2.4.04

Esta mañana he cogido el tren para ir a Malgrat. He llamado al timbre de la puerta que da acceso a la Residencia Toy, en la que lleva residiendo desde hace ocho años, mi madre. Como todos los viernes, también ha ido mi tía Victoria, que a pesar de su edad es la única que no falla en su visita semanal. A pesar de sus 96 años, mi madre en cuanto me ha visto se le han humedecido los ojos y apretándome las manos, me reconoce al instante. Su aspecto a primera vista es positivo. Sus cabellos blancos están muy bien peinados y sus facciones no están tan abotargadas como la última vez.

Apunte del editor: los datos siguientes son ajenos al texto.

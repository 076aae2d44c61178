//! Human-readable ABI fragments for every function this crate probes,
//! prices with, or hands to the submission layer.

// Standard interfaces
pub const SUPPORTS_INTERFACE: &str = "function supportsInterface(bytes4) view returns (bool)";
pub const GET_EXTENSIONS: &str = "function getExtensions() view returns (address[])";
pub const URI: &str = "function uri(uint256) view returns (string)";
pub const TOTAL_SUPPLY_OF: &str = "function totalSupply(uint256) view returns (uint256)";

pub const ERC721_INTERFACE_ID: [u8; 4] = [0x80, 0xac, 0x58, 0xcd];
pub const ERC1155_INTERFACE_ID: [u8; 4] = [0xd9, 0xb6, 0x7a, 0x26];

// ERC20 leg. `decimals` is read as a full word so out-of-range values are visible.
pub const ERC20_SYMBOL: &str = "function symbol() view returns (string)";
pub const ERC20_DECIMALS: &str = "function decimals() view returns (uint256)";
pub const ERC20_ALLOWANCE: &str = "function allowance(address,address) view returns (uint256)";
pub const ERC20_BALANCE_OF: &str = "function balanceOf(address) view returns (uint256)";

// Extension claim. The flat fee accessor is identical in both shapes.
pub const EXT_MINT_FEE: &str = "function MINT_FEE() view returns (uint256)";

// Extension claim, ERC721 shape
pub const EXT721_GET_CLAIM: &str = "function getClaim(address,uint256) view returns ((uint32,uint32,uint32,uint48,uint48,uint8,bool,bytes32,string,uint256,address,address,address))";
pub const EXT721_GET_CLAIM_FOR_TOKEN: &str = "function getClaimForToken(address,uint256) view returns (uint256,(uint32,uint32,uint32,uint48,uint48,uint8,bool,bytes32,string,uint256,address,address,address))";
pub const EXT721_MINT: &str = "function mint(address,uint256,uint32,bytes32[],address) payable";
pub const EXT721_MINT_BATCH: &str = "function mintBatch(address,uint256,uint16,uint32[],bytes32[][],address) payable";

// Extension claim, ERC1155 shape
pub const EXT1155_GET_CLAIM: &str = "function getClaim(address,uint256) view returns ((uint32,uint32,uint32,uint48,uint48,uint8,bytes32,string,uint256,uint256,address,address,address))";
pub const EXT1155_GET_CLAIM_FOR_TOKEN: &str = "function getClaimForToken(address,uint256) view returns (uint256,(uint32,uint32,uint32,uint48,uint48,uint8,bytes32,string,uint256,uint256,address,address,address))";
pub const EXT1155_MINT: &str = "function mint(address,uint256,uint32,bytes32[],address) payable";
pub const EXT1155_MINT_BATCH: &str = "function mintBatch(address,uint256,uint16,uint32[],bytes32[][],address) payable";

// Self-deploy
pub const CONTRACT_VERSION: &str = "function contractVersion() view returns (uint32)";
pub const SALE_PRICE: &str = "function salePrice() view returns (uint256)";
pub const CREATOR_FEE_FOR_AMOUNT: &str = "function creatorFeeForAmount(uint256) view returns (uint256)";
pub const PROTOCOL_FEE: &str = "function protocolFee() view returns (uint256)";
pub const MINT_WITH_REWARDS: &str = "function mintWithRewards(address,uint256,string,address) payable returns (uint256)";

// Drop claim, ERC721 variant
pub const DROP721_CLAIM_CONDITION: &str = "function claimCondition() view returns (uint256,uint256)";
pub const DROP721_CONDITION_BY_ID: &str = "function getClaimConditionById(uint256) view returns ((uint256,uint256,uint256,uint256,bytes32,uint256,address,string))";
pub const DROP721_ACTIVE_CONDITION_ID: &str = "function getActiveClaimConditionId() view returns (uint256)";
pub const DROP721_CLAIM: &str = "function claim(address,uint256,address,uint256,(bytes32[],uint256,uint256,address),bytes) payable";

// Drop claim, ERC1155 variant
pub const DROP1155_PRICE: &str = "function price() view returns (uint256)";
pub const DROP1155_MINT_PRICE: &str = "function mintPrice() view returns (uint256)";
pub const DROP1155_CLAIM_CONDITION: &str = "function claimCondition(uint256) view returns ((uint256,uint256,uint256,uint256,bytes32,uint256,address,string))";
pub const DROP1155_ACTIVE_CONDITION_ID: &str = "function getActiveClaimConditionId(uint256) view returns (uint256)";
pub const DROP1155_CLAIM: &str = "function claim(address,uint256,uint256,address,uint256,(bytes32[],uint256,uint256,address),bytes) payable";

/// Field of the drop condition tuple holding the unit price
pub const CONDITION_PRICE_FIELD: usize = 5;

// Signature mint
pub const SIG_VERIFY: &str = "function verify((address,address,uint256,address,uint256,string,uint256,uint256,address,uint128,uint128,bytes32),bytes) view returns (bool,address)";
pub const SIG_MINT_WITH_SIGNATURE: &str = "function mintWithSignature((address,address,uint256,address,uint256,string,uint256,uint256,address,uint128,uint128,bytes32),bytes) payable returns (uint256)";

// Drop indicator accessors
pub const CONTRACT_TYPE: &str = "function contractType() view returns (bytes32)";
pub const PRIMARY_SALE_RECIPIENT: &str = "function primarySaleRecipient() view returns (address)";
pub const PLATFORM_FEE_INFO: &str = "function getPlatformFeeInfo() view returns (address,uint16)";
pub const DEFAULT_ROYALTY_INFO: &str = "function getDefaultRoyaltyInfo() view returns (address,uint16)";
pub const CONTRACT_URI: &str = "function contractURI() view returns (string)";
pub const NEXT_TOKEN_ID_TO_MINT: &str = "function nextTokenIdToMint() view returns (uint256)";
pub const BASE_URI_COUNT: &str = "function getBaseURICount() view returns (uint256)";
pub const FLAT_PLATFORM_FEE_INFO: &str = "function getFlatPlatformFeeInfo() view returns (address,uint256)";

// Drop-specific functions, two argument shapes each
pub const SUPPLY_CLAIMED_BY_WALLET_TOKEN: &str = "function getSupplyClaimedByWallet(uint256,uint256,address) view returns (uint256)";
pub const SUPPLY_CLAIMED_BY_WALLET: &str = "function getSupplyClaimedByWallet(uint256,address) view returns (uint256)";
pub const MAX_TOTAL_SUPPLY_TOKEN: &str = "function maxTotalSupply(uint256) view returns (uint256)";
pub const MAX_TOTAL_SUPPLY: &str = "function maxTotalSupply() view returns (uint256)";
pub const SALE_RECIPIENT_TOKEN: &str = "function saleRecipient(uint256) view returns (address)";
pub const SALE_RECIPIENT: &str = "function saleRecipient() view returns (address)";

// Extension management, two output shapes each
pub const ALL_EXTENSIONS_FULL: &str = "function getAllExtensions() view returns (((string,string,address),(bytes4,string)[])[])";
pub const ALL_EXTENSIONS_METADATA: &str = "function getAllExtensions() view returns ((string,string,address)[])";
pub const DEFAULT_EXTENSIONS_FULL: &str = "function defaultExtensions() view returns (((string,string,address),(bytes4,string)[])[])";
pub const DEFAULT_EXTENSIONS_METADATA: &str = "function defaultExtensions() view returns ((string,string,address)[])";

// Extension initialization accessors
pub const IS_TRUSTED_FORWARDER: &str = "function isTrustedForwarder(address) view returns (bool)";
pub const ROYALTY_INFO_FOR_TOKEN: &str = "function getRoyaltyInfoForToken(uint256) view returns (address,uint16)";
pub const PLATFORM_FEE_TYPE: &str = "function getPlatformFeeType() view returns (uint8)";
pub const DEFAULT_ADMIN_ROLE: &str = "function DEFAULT_ADMIN_ROLE() view returns (bytes32)";
pub const HAS_ROLE: &str = "function hasRole(bytes32,address) view returns (bool)";

// Unclassified price candidates
pub const CANDIDATE_MINT_PRICE: &str = "function mintPrice() view returns (uint256)";
pub const CANDIDATE_PRICE: &str = "function price() view returns (uint256)";
pub const CANDIDATE_COST: &str = "function cost() view returns (uint256)";
pub const CANDIDATE_PUBLIC_SALE_PRICE: &str = "function publicSalePrice() view returns (uint256)";
pub const CANDIDATE_SALE_PRICE: &str = "function salePrice() view returns (uint256)";
pub const CANDIDATE_PRICE_CONSTANT: &str = "function PRICE() view returns (uint256)";
pub const GENERIC_MINT: &str = "function mint(address,uint256) payable";

/// ERC165 id of an interface: XOR of its function selectors.
pub fn interface_id(fragments: &[&str]) -> Option<[u8; 4]> {
    fragments.iter().try_fold([0u8; 4], |mut acc, fragment| {
        let selector = crate::evm::gateway::parse_fragment(fragment).ok()?.short_signature();
        acc.iter_mut().zip(selector).for_each(|(a, s)| *a ^= s);
        Some(acc)
    })
}

/// Signature-mint (ERC1155) interface id
pub fn signature_mint_interface_id() -> Option<[u8; 4]> {
    interface_id(&[SIG_MINT_WITH_SIGNATURE, SIG_VERIFY])
}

El discurrir de su mente es atropellado, confundiendo personas y hechos en una patética mezcolanza del tiempo, en la que según que episodios, aflora su fuerte carácter gallego y la educación militar española que le transmitió mi abuelo Vicente. Son los típicos síntomas de la demencia presenil que desde hace un año han empezado a obrar sus efectos en ella. A las doce y media, entra en el primer turno de comedor, pues ya necesita ayuda para comer. La dejamos en su silla de ruedas ante la mesa que comparte con otras residentes y me voy con un sentimiento de pena e impotencia por no poder ofrecerle vivir en otras circunstancias.